In fact, Zhu also added that going by the “numbers and business”, the cross-sell opportunities and the revenue generated from cross sales are already a large part of the company’s flight revenue.
“So we do believe that with our continued innovation and better utilization of our user data and our traffic, we will have more opportunities to cross-sell more products to our flight users and to generate more revenue from there. So for us, we do see that there are still room for us to increase our flight take rate, especially considering that our take rate is still low compared to our industry peers. But this will be a gradual process,” shared Zhu, who said the team is “happy with the take-rate trend”. Zhu also admitted that there would be “some spillover to other platforms operators, such as Ctrip, and also to the airline’' own direct channels”. But, overall, Qunar’s position in the flight market is still quite strong, said Zhu.
Hotel strategy
As for hotels, Ctrip is clear that tactics are quite different for high-end vis-à-vis low-end of the accommodation business.
“There isn’t very fierce pricing competition (when it comes) to the high-end hotel and that’s why you see Ctrip’s couponing on the hotel segment has lowered to high-single digit from mid-teens from Q4 of the last year,” said Ctrip’s Wang .
Wang also indicated that Qunar has also chosen to cut down their coupon ratios on the high-end.
Since the lower-end continues to be a competitive market, “we will keep pretty competitive pricing strategy to put the pressure on any potential competitors in the segment,” said Wang.
Zhu also spoke about the same during Qunar’s earnings call and mentioned that Qunar does apply certain level of coupons in the lower-end market and for third and fourth tier cities. But on the higher end the coupon density will be less and less, Zhu said.

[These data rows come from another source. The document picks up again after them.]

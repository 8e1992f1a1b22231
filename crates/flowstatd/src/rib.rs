//! AS resolution from MRT routing table snapshots.
//!
//! Parses RFC 6396 TABLE_DUMP_V2 dumps (`RIB_IPV4_UNICAST` and
//! `RIB_IPV6_UNICAST` records) and keeps the origin AS of every prefix in a
//! longest-prefix-match table.
//!
//! Record layout (all integers big endian):
//!
//! ```text
//! header   timestamp:u32 type:u16 subtype:u16 length:u32
//! rib      sequence:u32 prefix_len:u8 prefix:[u8; ceil(prefix_len / 8)] entry_count:u16
//! entry    peer_index:u16 originated:u32 attr_len:u16 attrs:[u8; attr_len]
//! attr     flags:u8 type:u8 length:(u16 if flags & 0x10 else u8) value
//! AS_PATH  (segment_type:u8 count:u8 asn:[u32; count])*
//! ```

use crate::error::ReloadError;
use byteorder::{BigEndian, ReadBytesExt};
use flowstat_types::AsNumber;
use ip_network::IpNetwork;
use ip_network_table::IpNetworkTable;
use std::fs;
use std::io::{Cursor, Read};
use std::net::{IpAddr, Ipv4Addr, Ipv6Addr};
use std::path::Path;
use tracing::{debug, info};

const MRT_HEADER_LEN: usize = 12;
const MRT_TABLE_DUMP_V2: u16 = 13;
const RIB_IPV4_UNICAST: u16 = 2;
const RIB_IPV6_UNICAST: u16 = 4;
const ATTR_FLAG_EXTENDED_LENGTH: u8 = 0x10;
const ATTR_TYPE_AS_PATH: u8 = 2;

/// Largest record body accepted.
pub const MAX_RECORD_LEN: usize = 64 * 1024;

/// A prefix and the AS that originates it.
#[derive(Debug, Clone, Copy, PartialEq, Eq)]
pub struct RibEntry {
    pub prefix: IpAddr,
    pub prefix_len: u8,
    pub origin_as: AsNumber,
}

/// Parses every unicast RIB record of an MRT dump.
///
/// Records of other types are skipped. Prefixes whose RIB entries all have
/// an empty or zero origin are omitted.
pub fn parse_mrt(data: &[u8]) -> Result<Vec<RibEntry>, ReloadError> {
    let mut entries = Vec::new();
    let mut offset = 0;

    while offset < data.len() {
        let header = data
            .get(offset..offset + MRT_HEADER_LEN)
            .ok_or(ReloadError::Truncated { offset })?;
        let mut cur = Cursor::new(header);
        let truncated = |_: std::io::Error| ReloadError::Truncated { offset };
        let _timestamp = cur.read_u32::<BigEndian>().map_err(truncated)?;
        let record_type = cur.read_u16::<BigEndian>().map_err(truncated)?;
        let subtype = cur.read_u16::<BigEndian>().map_err(truncated)?;
        let len = cur.read_u32::<BigEndian>().map_err(truncated)? as usize;

        if len > MAX_RECORD_LEN {
            return Err(ReloadError::RecordTooLarge {
                offset,
                len,
                max: MAX_RECORD_LEN,
            });
        }
        let body_start = offset + MRT_HEADER_LEN;
        let body = data
            .get(body_start..body_start + len)
            .ok_or(ReloadError::Truncated { offset })?;

        if record_type == MRT_TABLE_DUMP_V2 {
            let v6 = match subtype {
                RIB_IPV4_UNICAST => Some(false),
                RIB_IPV6_UNICAST => Some(true),
                _ => None,
            };
            if let Some(v6) = v6 {
                if let Some(entry) = parse_rib(body, v6, offset)? {
                    entries.push(entry);
                }
            }
        }

        offset = body_start + len;
    }

    Ok(entries)
}

fn parse_rib(body: &[u8], v6: bool, offset: usize) -> Result<Option<RibEntry>, ReloadError> {
    let truncated = |_: std::io::Error| ReloadError::Truncated { offset };
    let mut cur = Cursor::new(body);

    let _sequence = cur.read_u32::<BigEndian>().map_err(truncated)?;
    let prefix_len = cur.read_u8().map_err(truncated)?;
    let max = if v6 { 128 } else { 32 };
    if prefix_len > max {
        return Err(ReloadError::BadPrefixLength {
            offset,
            len: prefix_len,
            max,
        });
    }

    let mut octets = [0u8; 16];
    let n = usize::from(prefix_len).div_ceil(8);
    cur.read_exact(&mut octets[..n]).map_err(truncated)?;
    let prefix = if v6 {
        IpAddr::V6(Ipv6Addr::from(octets))
    } else {
        IpAddr::V4(Ipv4Addr::new(octets[0], octets[1], octets[2], octets[3]))
    };

    let entry_count = cur.read_u16::<BigEndian>().map_err(truncated)?;
    for _ in 0..entry_count {
        let _peer_index = cur.read_u16::<BigEndian>().map_err(truncated)?;
        let _originated = cur.read_u32::<BigEndian>().map_err(truncated)?;
        let attr_len = usize::from(cur.read_u16::<BigEndian>().map_err(truncated)?);
        let start = cur.position() as usize;
        let attrs = body
            .get(start..start + attr_len)
            .ok_or(ReloadError::Truncated { offset })?;
        cur.set_position((start + attr_len) as u64);

        let origin = origin_as(attrs, offset)?;
        if !origin.is_unknown() {
            return Ok(Some(RibEntry {
                prefix,
                prefix_len,
                origin_as: origin,
            }));
        }
    }

    Ok(None)
}

/// Origin AS of an attribute block: the last AS of its AS_PATH.
fn origin_as(attrs: &[u8], offset: usize) -> Result<AsNumber, ReloadError> {
    let truncated = |_: std::io::Error| ReloadError::Truncated { offset };
    let mut cur = Cursor::new(attrs);
    let mut origin = AsNumber::UNKNOWN;

    while (cur.position() as usize) < attrs.len() {
        let flags = cur.read_u8().map_err(truncated)?;
        let attr_type = cur.read_u8().map_err(truncated)?;
        let len = if flags & ATTR_FLAG_EXTENDED_LENGTH != 0 {
            usize::from(cur.read_u16::<BigEndian>().map_err(truncated)?)
        } else {
            usize::from(cur.read_u8().map_err(truncated)?)
        };
        let start = cur.position() as usize;
        let value = attrs
            .get(start..start + len)
            .ok_or(ReloadError::Truncated { offset })?;
        cur.set_position((start + len) as u64);

        if attr_type == ATTR_TYPE_AS_PATH {
            let mut path = Cursor::new(value);
            while (path.position() as usize) < value.len() {
                let _segment_type = path.read_u8().map_err(truncated)?;
                let count = path.read_u8().map_err(truncated)?;
                for _ in 0..count {
                    origin = AsNumber::new(path.read_u32::<BigEndian>().map_err(truncated)?);
                }
            }
        }
    }

    Ok(origin)
}

/// Longest-prefix-match table from prefix to origin AS.
pub struct AsTable {
    table: IpNetworkTable<AsNumber>,
    prefixes: usize,
}

impl Default for AsTable {
    fn default() -> Self {
        Self::new()
    }
}

impl AsTable {
    pub fn new() -> Self {
        AsTable {
            table: IpNetworkTable::new(),
            prefixes: 0,
        }
    }

    pub fn from_entries<I: IntoIterator<Item = RibEntry>>(entries: I) -> Self {
        let mut table = AsTable::new();
        for entry in entries {
            table.insert(entry);
        }
        table
    }

    /// Builds a table from an in-memory MRT dump.
    pub fn from_mrt(data: &[u8]) -> Result<Self, ReloadError> {
        Ok(Self::from_entries(parse_mrt(data)?))
    }

    /// Reads and parses an MRT dump from disk.
    pub fn load(path: &Path) -> Result<Self, ReloadError> {
        let data = fs::read(path).map_err(|source| ReloadError::Io {
            path: path.to_path_buf(),
            source,
        })?;
        let table = Self::from_mrt(&data)?;
        info!(
            path = %path.display(),
            bytes = data.len(),
            prefixes = table.len(),
            "loaded MRT RIB snapshot"
        );
        Ok(table)
    }

    pub fn insert(&mut self, entry: RibEntry) {
        match IpNetwork::new_truncate(entry.prefix, entry.prefix_len) {
            Ok(network) => {
                if self.table.insert(network, entry.origin_as).is_none() {
                    self.prefixes += 1;
                }
            }
            Err(e) => {
                debug!(
                    prefix = %entry.prefix,
                    len = entry.prefix_len,
                    error = %e,
                    "skipping RIB prefix"
                );
            }
        }
    }

    /// Origin AS of the longest prefix covering `addr`, or
    /// [`AsNumber::UNKNOWN`] when none does.
    pub fn lookup(&self, addr: IpAddr) -> AsNumber {
        self.table
            .longest_match(addr)
            .map_or(AsNumber::UNKNOWN, |(_, asn)| *asn)
    }

    pub fn len(&self) -> usize {
        self.prefixes
    }

    pub fn is_empty(&self) -> bool {
        self.prefixes == 0
    }
}

impl std::fmt::Debug for AsTable {
    fn fmt(&self, f: &mut std::fmt::Formatter<'_>) -> std::fmt::Result {
        f.debug_struct("AsTable")
            .field("prefixes", &self.prefixes)
            .finish()
    }
}

/// Builders for MRT dumps, shared with the integration tests.
#[doc(hidden)]
pub mod testing {
    use super::*;

    /// Encodes one RIB record whose single entry carries `as_path`.
    pub fn rib_record(prefix: IpAddr, prefix_len: u8, as_path: &[u32]) -> Vec<u8> {
        rib_record_entries(prefix, prefix_len, &[as_path])
    }

    /// Encodes one RIB record with one entry per AS path.
    pub fn rib_record_entries(prefix: IpAddr, prefix_len: u8, paths: &[&[u32]]) -> Vec<u8> {
        let (subtype, octets) = match prefix {
            IpAddr::V4(v4) => (RIB_IPV4_UNICAST, v4.octets().to_vec()),
            IpAddr::V6(v6) => (RIB_IPV6_UNICAST, v6.octets().to_vec()),
        };
        let mut body = Vec::new();
        body.extend_from_slice(&1u32.to_be_bytes());
        body.push(prefix_len);
        body.extend_from_slice(&octets[..usize::from(prefix_len).div_ceil(8)]);
        body.extend_from_slice(&(paths.len() as u16).to_be_bytes());
        for path in paths {
            let mut attrs = Vec::new();
            // ORIGIN (IGP)
            attrs.extend_from_slice(&[0x40, 1, 1, 0]);
            let mut segment = Vec::new();
            if !path.is_empty() {
                segment.push(2); // AS_SEQUENCE
                segment.push(path.len() as u8);
                for asn in *path {
                    segment.extend_from_slice(&asn.to_be_bytes());
                }
            }
            attrs.extend_from_slice(&[0x50, ATTR_TYPE_AS_PATH]);
            attrs.extend_from_slice(&(segment.len() as u16).to_be_bytes());
            attrs.extend_from_slice(&segment);

            body.extend_from_slice(&0u16.to_be_bytes());
            body.extend_from_slice(&0u32.to_be_bytes());
            body.extend_from_slice(&(attrs.len() as u16).to_be_bytes());
            body.extend_from_slice(&attrs);
        }
        record(MRT_TABLE_DUMP_V2, subtype, &body)
    }

    /// Wraps `body` in an MRT common header.
    pub fn record(record_type: u16, subtype: u16, body: &[u8]) -> Vec<u8> {
        let mut out = Vec::with_capacity(MRT_HEADER_LEN + body.len());
        out.extend_from_slice(&0u32.to_be_bytes());
        out.extend_from_slice(&record_type.to_be_bytes());
        out.extend_from_slice(&subtype.to_be_bytes());
        out.extend_from_slice(&(body.len() as u32).to_be_bytes());
        out.extend_from_slice(body);
        out
    }
}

For their part, Qunar also mentioned that partners including Ctrip were added at the beginning of last quarter.
“(The) mix is still in a shift, and we will probably have a better sense after we finish the process. Right now I would say that both direct hotel business and the platform part are growing very nicely,” said Zhu. “In terms of our revenue recognition, we share the hotel revenues with Ctrip and we book our part at our revenue.”
Qunar plans to continue to expand the reach of its hotel coverage, by foraying into new markets and new cities as the online penetration for hotels is still low in China.
“In terms of competition, I think the key competition in the lower-end market and in the new cities are still the traditional offline channels. For out-of-town travel services, we don't see any real threat from newcomers, at least for now,” said Zhu.
Mobile
If one looks at the contribution of mobile, Qunar’s CEO Zhenyu Chen spoke highly about the same.
Mobile revenues for Q1 were RMB752.5 million, an increase of 88.8% y-o-y, representing 75.8% of total revenues, compared to 59.4% in the corresponding period of last year.
The company continues to aggressive on certain counts just to expand its mobile user base. For instance, for lower-end hotels, Qunar continues to apply a certain level of coupons and also offer incentives, such as offline programs, to not only further penetrate their hotel business into more cities but also to attract more mobile users. Also, sales and marketing expenses for the first quarter were RMB 621 million, an increase of 89% y-o-y, primarily due to stepped-up discretionary expenditures to acquire new mobile users through offline channels.
In case of Qunar, mobile contributed 71% of their total revenue, 51% of flights tickets sold and 83% of hotel room nights stayed.
Ctrip has been going equally strong. Cumulative downloads for Ctrip’s mobile app grew from 592 million in 2014 to 1.7 billion as of last year.